Since that 2012 decision, eight of a dozen
Mississippi juveniles convicted of capital murder have received
life-without-parole sentences. All but one are Black.
“We continue to devalue Black lives,” said
Mississippi Sen. John Horhn, D-Jackson. “The courts say this sentence should be
seldomly used, but we’re dead set on the practice of harsh punishment that
began decades ago. Elected judges tend to be hell-bent on ruining people’s
lives rather than offering pathways to redemption and rehabilitation.”
In 2012, the Supreme Court ruled in Miller v.

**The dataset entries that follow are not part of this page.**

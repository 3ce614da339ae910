//! Conversion bookkeeping documents (status sheet, pivot sheet, iRule
//! discovery) and the generated Avi output.
//!
//! Both documents are opaque JSON payloads keyed by object type. The tracker
//! never looks inside a sub-object; it only checks the top-level keys and the
//! declared schema version.

use serde::{Deserialize, Serialize};

use crate::error::CoreError;
use crate::types::{DbId, Timestamp};

/// Schema version written by this release.
pub const CURRENT_SCHEMA_VERSION: i32 = 1;

/// F5 object types allowed as keys of the status sheet.
pub const F5_OBJECT_TYPES: &[&str] = &[
    "profile",
    "monitor",
    "pool",
    "persistence",
    "policy",
    "virtual",
    "data-group",
    "virtual-address",
    "node",
];

/// Avi object types allowed as keys of the Avi output document.
pub const AVI_OBJECT_TYPES: &[&str] = &[
    "ApplicationProfile",
    "NetworkProfile",
    "SSLProfile",
    "PKIProfile",
    "SSLKeyAndCertificate",
    "ApplicationPersistenceProfile",
    "HealthMonitor",
    "IpAddrGroup",
    "StringGroup",
    "HTTPPolicySet",
    "VrfContext",
    "PoolGroup",
    "PriorityLabels",
    "Pool",
    "VirtualService",
    "VSDataScriptSet",
    "NetworkSecurityPolicy",
    "VsVip",
    "Tenant",
];

/// Conversion status of one run, as produced by the converter.
#[derive(Debug, Clone, PartialEq, Serialize, Deserialize)]
#[serde(rename_all = "camelCase")]
pub struct ConversionStatusDocument {
    pub id: DbId,
    pub run_id: DbId,
    pub schema_version: i32,
    pub status_sheet: serde_json::Value,
    pub pivot_sheet: serde_json::Value,
    pub irule_discovery: serde_json::Value,
    pub created_at: Timestamp,
}

/// Generated Avi configuration of one run.
#[derive(Debug, Clone, PartialEq, Serialize, Deserialize)]
#[serde(rename_all = "camelCase")]
pub struct AviOutputDocument {
    pub id: DbId,
    pub run_id: DbId,
    pub schema_version: i32,
    pub body: serde_json::Value,
    pub created_at: Timestamp,
}

/// Payload of a conversion status document before it is stored.
#[derive(Debug, Clone, PartialEq, Serialize, Deserialize)]
#[serde(rename_all = "camelCase")]
pub struct NewConversionStatus {
    #[serde(default = "default_schema_version")]
    pub schema_version: i32,
    #[serde(default = "empty_object")]
    pub status_sheet: serde_json::Value,
    #[serde(default = "empty_array")]
    pub pivot_sheet: serde_json::Value,
    #[serde(default = "empty_array")]
    pub irule_discovery: serde_json::Value,
}

/// Payload of an Avi output document before it is stored.
#[derive(Debug, Clone, PartialEq, Serialize, Deserialize)]
#[serde(rename_all = "camelCase")]
pub struct NewAviOutput {
    #[serde(default = "default_schema_version")]
    pub schema_version: i32,
    pub body: serde_json::Value,
}

/// Body of `POST /generate-configuration`.
#[derive(Debug, Clone, Serialize, Deserialize)]
#[serde(rename_all = "camelCase")]
pub struct GenerateConfiguration {
    pub conversion_status: NewConversionStatus,
    pub avi_output: NewAviOutput,
}

/// Response of `POST /generate-configuration`.
#[derive(Debug, Clone, Serialize, Deserialize)]
#[serde(rename_all = "camelCase")]
pub struct GeneratedConfiguration {
    pub conversion_status: ConversionStatusDocument,
    pub avi_output: AviOutputDocument,
}

fn default_schema_version() -> i32 {
    CURRENT_SCHEMA_VERSION
}

fn empty_object() -> serde_json::Value {
    serde_json::Value::Object(Default::default())
}

fn empty_array() -> serde_json::Value {
    serde_json::Value::Array(Vec::new())
}

fn validate_schema_version(version: i32) -> Result<(), CoreError> {
    if version < 1 || version > CURRENT_SCHEMA_VERSION {
        return Err(CoreError::Validation(format!(
            "Unsupported schema version {version}; supported: 1..={CURRENT_SCHEMA_VERSION}"
        )));
    }
    Ok(())
}

/// Check that `value` is an object whose keys all appear in `allowed`.
fn validate_keyed_object(
    what: &str,
    value: &serde_json::Value,
    allowed: &[&str],
) -> Result<(), CoreError> {
    let obj = value
        .as_object()
        .ok_or_else(|| CoreError::Validation(format!("{what} must be a JSON object")))?;
    if let Some(unknown) = obj.keys().find(|k| !allowed.contains(&k.as_str())) {
        return Err(CoreError::Validation(format!(
            "{what} contains unknown object type '{unknown}'"
        )));
    }
    Ok(())
}

/// Validate a conversion status payload.
pub fn validate_conversion_status(doc: &NewConversionStatus) -> Result<(), CoreError> {
    validate_schema_version(doc.schema_version)?;
    validate_keyed_object("statusSheet", &doc.status_sheet, F5_OBJECT_TYPES)?;
    if !doc.pivot_sheet.is_array() {
        return Err(CoreError::Validation("pivotSheet must be a JSON array".to_string()));
    }
    if !doc.irule_discovery.is_array() {
        return Err(CoreError::Validation(
            "iruleDiscovery must be a JSON array".to_string(),
        ));
    }
    Ok(())
}

/// Validate an Avi output payload.
pub fn validate_avi_output(doc: &NewAviOutput) -> Result<(), CoreError> {
    validate_schema_version(doc.schema_version)?;
    validate_keyed_object("body", &doc.body, AVI_OBJECT_TYPES)
}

Alabama that a life-without-parole sentence should not be mandatory for
juveniles. Only “permanently incorrigible” juveniles should face such
punishment, justices said. Four years later, the high court made that ruling
retroactive.
On Nov. 3, the U.S. Supreme Court heard arguments on whether Brett
Jones, who had just turned 15 when he stabbed his grandfather to death in
Mississippi, was wrongly sentenced – then resentenced after the Miller ruling —
to life without parole.
Jones’ attorney, David Shapiro, told justices that
many states make findings of incorrigibility before delivering such a sentence
and that Mississippi should, too.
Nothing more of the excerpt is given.